Kwon Tae-Dong, Fisher Susan W, Kim Gene Wook, Hwang Haejo, Kim Jang-Eok
Department of Entomology, The Ohio State University, 318 West 12th Avenue, Columbus, Ohio 43210, USA.
Environ Toxicol Chem. 2006 Apr;25(4):1068-78. doi: 10.1897/05-180r.1.

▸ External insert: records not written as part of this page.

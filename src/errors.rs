//! Typed error hierarchy for the patchforge pipeline.
//!
//! - `PipelineError`: fatal; aborts a run with no partial recap
//! - `ValidationFailure`: recoverable; feeds the generate/validate retry loop
//! - `SchemaError`: a model reply that parsed but did not fit its closed type
//! - `LlmError`: transport and provider failures of the text generator
//! - `ConfigError`: settings that could not be loaded or failed validation

use std::path::PathBuf;

use thiserror::Error;

use crate::phase::PhaseId;

/// Fatal pipeline errors. Any of these aborts the run immediately.
#[derive(Debug, Error)]
pub enum PipelineError {
    #[error("Phase {phase} requires '{key}' but it is not on the blackboard")]
    MissingPrerequisite { phase: PhaseId, key: &'static str },

    #[error("Phase {phase} reads the run's archive or prompt and cannot run on its own")]
    NeedsRunInputs { phase: PhaseId },

    #[error("Phase {phase} produced malformed output: {reason}")]
    MalformedOutput { phase: PhaseId, reason: String },

    #[error("Generated artifact for {class_name} has a disallowed top-level {construct} at line {line}")]
    UnsafeTopLevel {
        class_name: String,
        construct: String,
        line: usize,
    },

    #[error("Generated artifact for {class_name} has an executable top-level expression at line {line}: {snippet}")]
    ExecutableExpression {
        class_name: String,
        line: usize,
        snippet: String,
    },

    #[error("Generated artifact for {class_name} is not valid Python (line {line}: {message})")]
    InvalidArtifactSyntax {
        class_name: String,
        line: usize,
        message: String,
    },

    #[error("Python interpreter `{program}` could not check the artifact: {reason}")]
    InterpreterUnavailable { program: String, reason: String },

    #[error("Refusing to overwrite existing file {path} in non-destructive mode")]
    RefusedOverwrite { path: PathBuf },

    #[error("Artifact never passed validation after {attempts} attempts: {last_log}")]
    AttemptsExhausted { attempts: u32, last_log: String },

    #[error("Failed to read archive {path}: {reason}")]
    Archive { path: PathBuf, reason: String },

    #[error("I/O error on {path}: {source}")]
    Io {
        path: PathBuf,
        #[source]
        source: std::io::Error,
    },

    #[error("Phase {phase} text generation failed: {source}")]
    Llm {
        phase: PhaseId,
        #[source]
        source: LlmError,
    },

    #[error(transparent)]
    Config(#[from] ConfigError),

    #[error("Pipeline finished without producing a recap")]
    MissingFinalAnswer,
}

impl PipelineError {
    pub(crate) fn io(path: impl Into<PathBuf>, source: std::io::Error) -> Self {
        PipelineError::Io {
            path: path.into(),
            source,
        }
    }

    pub(crate) fn malformed(phase: PhaseId, reason: impl Into<String>) -> Self {
        PipelineError::MalformedOutput {
            phase,
            reason: reason.into(),
        }
    }
}

/// A failed static check. Not fatal on its own: the retry loop records the
/// log and regenerates until the attempt budget runs out.
#[derive(Debug, Clone, Error)]
#[error("validation failed: {log}")]
pub struct ValidationFailure {
    pub log: String,
}

impl ValidationFailure {
    pub fn new(log: impl Into<String>) -> Self {
        Self { log: log.into() }
    }
}

/// A model payload that did not fit the expected closed shape.
#[derive(Debug, Clone, PartialEq, Error)]
pub enum SchemaError {
    #[error("no JSON object found in reply")]
    NoJsonObject,

    #[error("reply is not valid JSON: {0}")]
    InvalidJson(String),

    #[error("missing required field '{0}'")]
    MissingField(&'static str),

    #[error("field '{field}' must be {expected}, got {actual}")]
    WrongType {
        field: String,
        expected: &'static str,
        actual: &'static str,
    },

    #[error("invalid class name '{0}': must match [A-Z][A-Za-z0-9]+")]
    InvalidClassName(String),

    #[error("list is empty")]
    EmptyList,

    #[error("list has {count} entries, limit is {max}")]
    TooManyEntries { count: usize, max: usize },
}

impl SchemaError {
    pub(crate) fn in_phase(self, phase: PhaseId) -> PipelineError {
        PipelineError::malformed(phase, self.to_string())
    }
}

/// Errors from the text-generation collaborator.
#[derive(Debug, Error)]
pub enum LlmError {
    #[error("Text generator misconfigured: {0}")]
    Misconfiguration(String),

    #[error("Transport error: {0}")]
    Transport(String),

    #[error("Provider returned HTTP {status}: {body}")]
    Status { status: u16, body: String },

    #[error("Provider response could not be parsed: {0}")]
    InvalidResponse(String),

    #[error("Scripted generator has no reply left for call {call}")]
    ScriptExhausted { call: usize },
}

/// Errors from loading and validating settings.
#[derive(Debug, Error)]
pub enum ConfigError {
    #[error("Failed to read config file at {path}: {source}")]
    Read {
        path: PathBuf,
        #[source]
        source: std::io::Error,
    },

    #[error("Failed to parse config file at {path}: {reason}")]
    Parse { path: PathBuf, reason: String },

    #[error("Invalid value for {key}: {reason}")]
    InvalidValue { key: String, reason: String },

    #[error("Invalid settings: {}", .0.join("; "))]
    Invalid(Vec<String>),
}

#[cfg(test)]
mod tests {
    use super::*;

    #[test]
    fn missing_prerequisite_names_phase_and_key() {
        let err = PipelineError::MissingPrerequisite {
            phase: PhaseId::PlanTasks,
            key: "constraints",
        };
        let msg = err.to_string();
        assert!(msg.contains("P3"));
        assert!(msg.contains("constraints"));
    }

    #[test]
    fn attempts_exhausted_carries_attempt_count() {
        let err = PipelineError::AttemptsExhausted {
            attempts: 4,
            last_log: "ImportError".into(),
        };
        match &err {
            PipelineError::AttemptsExhausted { attempts, .. } => assert_eq!(*attempts, 4),
            _ => panic!("Expected AttemptsExhausted"),
        }
        assert!(err.to_string().contains("4 attempts"));
    }

    #[test]
    fn schema_error_converts_to_malformed_output() {
        let err = SchemaError::MissingField("projectName").in_phase(PhaseId::ParseRequest);
        match &err {
            PipelineError::MalformedOutput { phase, reason } => {
                assert_eq!(*phase, PhaseId::ParseRequest);
                assert!(reason.contains("projectName"));
            }
            _ => panic!("Expected MalformedOutput"),
        }
    }

    #[test]
    fn unsafe_and_executable_variants_are_distinct() {
        let unsafe_err = PipelineError::UnsafeTopLevel {
            class_name: "Foo".into(),
            construct: "if_statement".into(),
            line: 3,
        };
        let exec_err = PipelineError::ExecutableExpression {
            class_name: "Foo".into(),
            line: 3,
            snippet: "main()".into(),
        };
        assert!(matches!(unsafe_err, PipelineError::UnsafeTopLevel { .. }));
        assert!(matches!(exec_err, PipelineError::ExecutableExpression { .. }));
        assert!(!matches!(exec_err, PipelineError::UnsafeTopLevel { .. }));
    }

    #[test]
    fn config_error_lists_every_problem() {
        let err = ConfigError::Invalid(vec!["a is bad".into(), "b is bad".into()]);
        assert_eq!(err.to_string(), "Invalid settings: a is bad; b is bad");
    }

    #[test]
    fn all_error_types_implement_std_error_trait() {
        fn assert_std_error<E: std::error::Error>(_: &E) {}
        assert_std_error(&PipelineError::MissingFinalAnswer);
        assert_std_error(&ValidationFailure::new("x"));
        assert_std_error(&SchemaError::EmptyList);
        assert_std_error(&LlmError::Transport("x".into()));
        assert_std_error(&ConfigError::Invalid(vec![]));
    }
}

Trophic transfer of polychlorinated biphenyl (PCB) congeners in zebra mussels (Dreissena polymorpha), round gobies (Neogobius melanstomus), and smallmouth bass (Micropterus dolomieu) were assessed in four sites along the south shore of the west and central basin of Lake Erie (all sites were in OH, USA). Total PCB levels in smallmouth bass (1,091-1,520 ng/g wet weight) and round gobies (118-256 ng/g wet weight) were similar among sites despite a west-to-east decrease in total PCB concentrations in zebra mussels (29-97 ng/g wet weight). At all sites, PCB body burden increased three- to fivefold at each successive trophic level, suggesting biomagnification in this nonnative food chain. Whereas fish species were dominated by the hexachlorine homologue, zebra mussels were dominated by penta- and hexachlorine homologues; the average degree of chlorination of PCBs was 56.1% for zebra mussels, 60.4% for round goby, and 59.9% for smallmouth bass bodies. Predictive structure-activity relationships based on chemical characteristics, such as the octanol-water partition coefficient (log K(ow)), had little predictive power on bioaccumulation and biotransformation of PCB congeners because of nonlinearity, threshold relationships, and species-specific differences. Calculated trophic transfer for the smallmouth bass-round goby linkage was higher than for the round goby-zebra mussel linkage. Only when PCB congeners were grouped by chemical structure first (vicinal [adjacent] H-atom position in the phenyl ring) were linear relationships achieved. It appeared that the chemical group to which each congener belonged influenced biotransformation more than species-specific (round gobies vs smallmouth bass) differences. Biotic changes at midtrophic levels, such as exotic species invasions, may have an increasingly important role in determining pollutant cycling and hence pollutant residues in top predators.
在伊利湖西部和中部流域南岸的四个地点(所有地点均位于美国俄亥俄州),评估了多氯联苯(PCB)同系物在斑马贻贝(多形饰贝)、圆口鲈(黑口新虾虎鱼)和小嘴鲈(小口黑鲈)中的营养级转移情况。尽管斑马贻贝中总PCB浓度从西向东呈下降趋势(湿重为29 - 97 ng/g),但各地点小嘴鲈(湿重1,091 - 1,520 ng/g)和圆口鲈(湿重118 - 256 ng/g)中的总PCB水平相似。在所有地点,每个连续营养级的PCB体内负荷增加了三到五倍,表明在这条非本地食物链中存在生物放大作用。鱼类物种以六氯同系物为主,而斑马贻贝以五氯和六氯同系物为主;斑马贻贝中PCB的平均氯化程度为56.1%,圆口鲈为60.4%,小嘴鲈为59.9%。基于化学特性(如正辛醇 - 水分配系数(log K(ow)))的预测结构 - 活性关系,由于非线性、阈值关系和物种特异性差异,对PCB同系物的生物积累和生物转化几乎没有预测能力。计算得出的小嘴鲈 - 圆口鲈食物链的营养级转移高于圆口鲈 - 斑马贻贝食物链。只有当首先按化学结构(苯环上邻位[相邻]氢原子位置)对PCB同系物进行分组时,才会出现线性关系。似乎每个同系物所属的化学基团对生物转化的影响大于物种特异性(圆口鲈与小嘴鲈)差异。中营养级的生物变化,如外来物种入侵,在决定污染物循环以及顶级捕食者体内的污染物残留方面可能发挥越来越重要的作用。